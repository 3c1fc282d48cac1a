//! Shared fakes and fixtures for unit tests.

use std::collections::VecDeque;
use std::sync::atomic::{AtomicBool, AtomicUsize, Ordering};
use std::sync::Arc;
use std::time::Duration;

use anyhow::Result;
use async_trait::async_trait;
use chrono::{NaiveDate, NaiveDateTime, NaiveTime};
use parking_lot::Mutex;

use crate::brain::{Brain, BrainAction, Decision, DecisionRequest, QueryReply, QueryRequest};
use crate::clock::{Clock, ManualClock};
use crate::config::{OrchestratorConfig, PhotoperiodSettings};
use crate::db::{DecisionRecord, Persistence, WaterDay};
use crate::error::{ControlError, ControlResult};
use crate::facade::{PumpSettings, SafeActuator};
use crate::hardware::{Actuator, Device, DeviceState, Provenance, Resolved, Sensor, SensorReading};
use crate::orchestrator::breaker::CircuitBreaker;
use crate::orchestrator::{Orchestrator, OrchestratorParts, SensorSlot};
use crate::photoperiod::{LightDriver, PhotoperiodScheduler};
use crate::safety::{DarkPeriodConfig, SafetyGuardian, SafetyLimits};
use crate::watchdog::Watchdog;

// ---------------------------------------------------------------------------
// Time
// ---------------------------------------------------------------------------

/// `h:m` on the fixture date, 2024-06-01.
pub fn at(h: u32, m: u32) -> NaiveDateTime {
    at_on(1, h, m)
}

/// `h:m` on June `day`, 2024.
pub fn at_on(day: u32, h: u32, m: u32) -> NaiveDateTime {
    NaiveDate::from_ymd_opt(2024, 6, day)
        .unwrap()
        .and_hms_opt(h, m, 0)
        .unwrap()
}

pub fn hm(h: u32, m: u32) -> NaiveTime {
    NaiveTime::from_hms_opt(h, m, 0).unwrap()
}

/// Wall clock that moves with tokio's (pausable) clock.
pub struct TokioClock {
    base: NaiveDateTime,
    started: tokio::time::Instant,
}

impl TokioClock {
    pub fn starting_at(base: NaiveDateTime) -> Self {
        Self {
            base,
            started: tokio::time::Instant::now(),
        }
    }
}

impl Clock for TokioClock {
    fn now(&self) -> NaiveDateTime {
        let elapsed = chrono::Duration::from_std(self.started.elapsed()).unwrap();
        self.base + elapsed
    }
}

// ---------------------------------------------------------------------------
// Sensor
// ---------------------------------------------------------------------------

pub fn nominal_reading(captured_at: NaiveDateTime) -> SensorReading {
    SensorReading {
        air_temp_c: Some(25.0),
        humidity_pct: Some(55.0),
        vpd_kpa: Some(1.1),
        co2_ppm: Some(800.0),
        soil_moisture_pct: Some(45.0),
        soil_probes: vec![44.0, 46.0],
        leaf_temp_delta_c: None,
        captured_at,
    }
}

pub enum SensorStep {
    Reading(SensorReading),
    Unavailable,
    Malformed,
    Hang,
}

/// Plays back scripted steps, then repeats a fixed reading.
pub struct FakeSensor {
    script: Mutex<VecDeque<SensorStep>>,
    steady: Mutex<SensorReading>,
    connectable: AtomicBool,
    pub connect_calls: AtomicUsize,
    pub read_calls: AtomicUsize,
}

impl Default for FakeSensor {
    fn default() -> Self {
        Self {
            script: Mutex::new(VecDeque::new()),
            steady: Mutex::new(nominal_reading(at(12, 0))),
            connectable: AtomicBool::new(true),
            connect_calls: AtomicUsize::new(0),
            read_calls: AtomicUsize::new(0),
        }
    }
}

impl FakeSensor {
    pub fn set_connectable(&self, yes: bool) {
        self.connectable.store(yes, Ordering::SeqCst);
    }

    pub fn set_steady(&self, r: SensorReading) {
        *self.steady.lock() = r;
    }

    pub fn push(&self, step: SensorStep) {
        self.script.lock().push_back(step);
    }

    pub fn connects(&self) -> usize {
        self.connect_calls.load(Ordering::SeqCst)
    }
}

#[async_trait]
impl Sensor for FakeSensor {
    async fn connect(&self) -> bool {
        self.connect_calls.fetch_add(1, Ordering::SeqCst);
        self.connectable.load(Ordering::SeqCst)
    }

    async fn read_all(&self) -> ControlResult<SensorReading> {
        self.read_calls.fetch_add(1, Ordering::SeqCst);
        let step = self.script.lock().pop_front();
        match step {
            Some(SensorStep::Reading(r)) => Ok(r),
            Some(SensorStep::Unavailable) => Err(ControlError::HardwareUnavailable("fake sensor offline".into())),
            Some(SensorStep::Malformed) => Err(ControlError::MalformedData("fake sensor sent garbage".into())),
            Some(SensorStep::Hang) => {
                tokio::time::sleep(Duration::from_secs(3600)).await;
                Err(ControlError::HardwareUnavailable("fake sensor hung".into()))
            }
            None => Ok(self.steady.lock().clone()),
        }
    }
}

// ---------------------------------------------------------------------------
// Actuator
// ---------------------------------------------------------------------------

pub struct FakeActuator {
    state: Mutex<DeviceState>,
    pub commands: Mutex<Vec<(Device, bool)>>,
    pub brightness: Mutex<Vec<u8>>,
    connect_delay: Mutex<Duration>,
    fail_commands: AtomicBool,
    fail_state: AtomicBool,
}

impl Default for FakeActuator {
    fn default() -> Self {
        Self {
            state: Mutex::new(DeviceState::all_off()),
            commands: Mutex::new(Vec::new()),
            brightness: Mutex::new(Vec::new()),
            connect_delay: Mutex::new(Duration::ZERO),
            fail_commands: AtomicBool::new(false),
            fail_state: AtomicBool::new(false),
        }
    }
}

impl FakeActuator {
    pub fn set_connect_delay(&self, d: Duration) {
        *self.connect_delay.lock() = d;
    }

    pub fn fail_commands(&self, yes: bool) {
        self.fail_commands.store(yes, Ordering::SeqCst);
    }

    pub fn fail_state(&self, yes: bool) {
        self.fail_state.store(yes, Ordering::SeqCst);
    }

    /// Force a device state without recording a command.
    pub fn force(&self, device: Device, on: bool) {
        self.state.lock().set(device, on);
    }

    pub fn is_on(&self, device: Device) -> bool {
        self.state.lock().is_on(device)
    }

    pub fn command_log(&self) -> Vec<(Device, bool)> {
        self.commands.lock().clone()
    }
}

#[async_trait]
impl Actuator for FakeActuator {
    async fn connect(&self) -> bool {
        let delay = *self.connect_delay.lock();
        if !delay.is_zero() {
            tokio::time::sleep(delay).await;
        }
        true
    }

    async fn set_device(&self, device: Device, on: bool) -> ControlResult<()> {
        if self.fail_commands.load(Ordering::SeqCst) {
            return Err(ControlError::HardwareUnavailable("fake relay offline".into()));
        }
        self.commands.lock().push((device, on));
        self.state.lock().set(device, on);
        Ok(())
    }

    async fn get_state(&self) -> ControlResult<DeviceState> {
        if self.fail_state.load(Ordering::SeqCst) {
            return Err(ControlError::HardwareUnavailable("fake relay offline".into()));
        }
        Ok(self.state.lock().clone())
    }

    async fn set_brightness(&self, pct: u8) -> ControlResult<()> {
        self.brightness.lock().push(pct);
        self.state.lock().light_brightness = Some(pct);
        Ok(())
    }
}

// ---------------------------------------------------------------------------
// Brain
// ---------------------------------------------------------------------------

#[derive(Default)]
pub struct FakeBrain {
    pub actions: Mutex<Vec<BrainAction>>,
    pub requests: Mutex<Vec<DecisionRequest>>,
    pub queries: Mutex<Vec<QueryRequest>>,
    fail: AtomicBool,
    delay: Mutex<Duration>,
}

impl FakeBrain {
    pub fn propose(&self, actions: Vec<BrainAction>) {
        *self.actions.lock() = actions;
    }

    pub fn fail(&self, yes: bool) {
        self.fail.store(yes, Ordering::SeqCst);
    }

    pub fn set_delay(&self, d: Duration) {
        *self.delay.lock() = d;
    }

    pub fn decisions(&self) -> usize {
        self.requests.lock().len()
    }

    async fn pause(&self) {
        let delay = *self.delay.lock();
        if !delay.is_zero() {
            tokio::time::sleep(delay).await;
        }
    }
}

#[async_trait]
impl Brain for FakeBrain {
    async fn decide(&self, req: &DecisionRequest) -> Result<Decision> {
        self.requests.lock().push(req.clone());
        self.pause().await;
        if self.fail.load(Ordering::SeqCst) {
            anyhow::bail!("brain unreachable");
        }
        Ok(Decision {
            output_text: format!("{} decision", req.trigger.as_str()),
            actions: self.actions.lock().clone(),
            tokens_used: 100,
        })
    }

    async fn query(&self, req: &QueryRequest) -> Result<QueryReply> {
        self.queries.lock().push(req.clone());
        self.pause().await;
        if self.fail.load(Ordering::SeqCst) {
            anyhow::bail!("brain unreachable");
        }
        Ok(QueryReply {
            output_text: format!("answer to: {}", req.query),
            actions: self.actions.lock().clone(),
            tool_rounds: 2,
        })
    }
}

// ---------------------------------------------------------------------------
// Persistence
// ---------------------------------------------------------------------------

#[derive(Default)]
pub struct MemoryStore {
    pub readings: Mutex<Vec<(SensorReading, bool)>>,
    pub device_states: Mutex<Vec<DeviceState>>,
    pub decisions: Mutex<Vec<DecisionRecord>>,
    pub water: Mutex<Vec<(NaiveDateTime, f64, String)>>,
    pub stage: Mutex<Option<String>>,
    fail: AtomicBool,
}

impl MemoryStore {
    pub fn with_stage(stage: &str) -> Self {
        let s = Self::default();
        *s.stage.lock() = Some(stage.to_string());
        s
    }

    pub fn fail(&self, yes: bool) {
        self.fail.store(yes, Ordering::SeqCst);
    }

    fn check(&self) -> Result<()> {
        if self.fail.load(Ordering::SeqCst) {
            anyhow::bail!("disk full");
        }
        Ok(())
    }
}

#[async_trait]
impl Persistence for MemoryStore {
    async fn log_sensor_reading(&self, reading: &SensorReading, simulated: bool) -> Result<()> {
        self.check()?;
        self.readings.lock().push((reading.clone(), simulated));
        Ok(())
    }

    async fn log_device_state(&self, state: &DeviceState, _at: NaiveDateTime) -> Result<()> {
        self.check()?;
        self.device_states.lock().push(state.clone());
        Ok(())
    }

    async fn log_decision(&self, record: &DecisionRecord) -> Result<()> {
        self.check()?;
        self.decisions.lock().push(record.clone());
        Ok(())
    }

    async fn log_water_event(&self, at: NaiveDateTime, amount_ml: f64, source: &str) -> Result<()> {
        self.check()?;
        self.water.lock().push((at, amount_ml, source.to_string()));
        Ok(())
    }

    async fn current_stage(&self) -> Result<Option<String>> {
        self.check()?;
        Ok(self.stage.lock().clone())
    }

    async fn set_stage(&self, stage: &str, _at: NaiveDateTime) -> Result<()> {
        self.check()?;
        *self.stage.lock() = Some(stage.to_string());
        Ok(())
    }

    async fn water_total_for_day(&self, day: NaiveDate) -> Result<WaterDay> {
        self.check()?;
        let water = self.water.lock();
        let today = water.iter().filter(|(t, _, _)| t.date() == day);
        Ok(WaterDay {
            total_ml: today.clone().map(|(_, ml, _)| ml).sum(),
            last_at: today.map(|(t, _, _)| *t).max(),
        })
    }

    async fn recent_decisions(&self, limit: i64) -> Result<Vec<DecisionRecord>> {
        self.check()?;
        let decisions = self.decisions.lock();
        let take = usize::try_from(limit).unwrap_or(0);
        Ok(decisions.iter().rev().take(take).cloned().collect())
    }
}

// ---------------------------------------------------------------------------
// Orchestrator harness
// ---------------------------------------------------------------------------

/// An orchestrator wired to fakes: one sensor slot named "tent", a fake
/// actuator behind the real safe actuator, a fake brain and an in-memory
/// store. The clock stands still unless a test moves it.
pub struct Harness {
    pub orch: Orchestrator,
    pub guardian: Arc<SafetyGuardian>,
    pub hw: Arc<FakeActuator>,
    pub sensor: Arc<FakeSensor>,
    pub brain: Arc<FakeBrain>,
    pub store: Arc<MemoryStore>,
    pub clock: Arc<ManualClock>,
}

impl Harness {
    pub fn new(now: NaiveDateTime) -> Self {
        Self::build(now, OrchestratorConfig::default(), MemoryStore::default(), false)
    }

    pub fn with_config(now: NaiveDateTime, cfg: OrchestratorConfig) -> Self {
        Self::build(now, cfg, MemoryStore::default(), false)
    }

    pub fn with_store(now: NaiveDateTime, store: MemoryStore) -> Self {
        Self::build(now, OrchestratorConfig::default(), store, false)
    }

    /// The "tent" slot starts on its simulated fallback.
    pub fn with_simulated_sensor(now: NaiveDateTime) -> Self {
        Self::build(now, OrchestratorConfig::default(), MemoryStore::default(), true)
    }

    fn build(now: NaiveDateTime, cfg: OrchestratorConfig, store: MemoryStore, simulated: bool) -> Self {
        let clock = Arc::new(ManualClock::new(now));
        let dyn_clock = Arc::clone(&clock) as Arc<dyn Clock>;
        let guardian = Arc::new(SafetyGuardian::new(
            SafetyLimits::default(),
            DarkPeriodConfig::default(),
            Arc::clone(&dyn_clock),
        ));
        let hw = Arc::new(FakeActuator::default());
        let actuator = Arc::new(SafeActuator::new(
            Arc::clone(&hw) as Arc<dyn Actuator>,
            Arc::clone(&guardian),
            Arc::clone(&dyn_clock),
            PumpSettings {
                ml_per_sec: 10.0,
                max_run: Duration::from_secs(120),
            },
            Duration::from_secs(cfg.device_timeout_secs),
        ));
        let scheduler = PhotoperiodScheduler::new(
            Arc::clone(&actuator) as Arc<dyn LightDriver>,
            Arc::clone(&dyn_clock),
        );

        let sensor = Arc::new(FakeSensor::default());
        let fallback = Arc::new(FakeSensor::default()) as Arc<dyn Sensor>;
        let active = if simulated {
            Resolved {
                handle: Arc::clone(&fallback),
                provenance: Provenance::Simulated,
            }
        } else {
            Resolved {
                handle: Arc::clone(&sensor) as Arc<dyn Sensor>,
                provenance: Provenance::Real,
            }
        };
        let slot = SensorSlot::new(
            "tent",
            Some(Arc::clone(&sensor) as Arc<dyn Sensor>),
            fallback,
            active,
            CircuitBreaker::new(
                cfg.breaker_failure_threshold,
                Duration::from_secs(cfg.breaker_reset_secs),
            ),
        );

        let brain = Arc::new(FakeBrain::default());
        let store = Arc::new(store);
        let orch = Orchestrator::new(OrchestratorParts {
            config: cfg,
            photoperiods: PhotoperiodSettings::default(),
            base_dark_period: DarkPeriodConfig::default(),
            guardian: Arc::clone(&guardian),
            watchdog: Arc::new(Watchdog::new()),
            scheduler,
            actuator,
            actuator_provenance: Provenance::Real,
            sensors: vec![slot],
            brain: Arc::clone(&brain) as Arc<dyn Brain>,
            store: Arc::clone(&store) as Arc<dyn Persistence>,
            clock: dyn_clock,
        });

        Self {
            orch,
            guardian,
            hw,
            sensor,
            brain,
            store,
            clock,
        }
    }
}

*WHAT THE TASK ASKS:*
Word for word, restate the lines of the listing above starting at the line with "pub fn fail_state(&self, yes: bool)" and ending at the line with "self.brightness.lock().push(pct);", and nothing outside them.

*RESULT FOR THIS EXERCISE:*
    pub fn fail_state(&self, yes: bool) {
        self.fail_state.store(yes, Ordering::SeqCst);
    }

    /// Force a device state without recording a command.
    pub fn force(&self, device: Device, on: bool) {
        self.state.lock().set(device, on);
    }

    pub fn is_on(&self, device: Device) -> bool {
        self.state.lock().is_on(device)
    }

    pub fn command_log(&self) -> Vec<(Device, bool)> {
        self.commands.lock().clone()
    }
}

#[async_trait]
impl Actuator for FakeActuator {
    async fn connect(&self) -> bool {
        let delay = *self.connect_delay.lock();
        if !delay.is_zero() {
            tokio::time::sleep(delay).await;
        }
        true
    }

    async fn set_device(&self, device: Device, on: bool) -> ControlResult<()> {
        if self.fail_commands.load(Ordering::SeqCst) {
            return Err(ControlError::HardwareUnavailable("fake relay offline".into()));
        }
        self.commands.lock().push((device, on));
        self.state.lock().set(device, on);
        Ok(())
    }

    async fn get_state(&self) -> ControlResult<DeviceState> {
        if self.fail_state.load(Ordering::SeqCst) {
            return Err(ControlError::HardwareUnavailable("fake relay offline".into()));
        }
        Ok(self.state.lock().clone())
    }

    async fn set_brightness(&self, pct: u8) -> ControlResult<()> {
        self.brightness.lock().push(pct);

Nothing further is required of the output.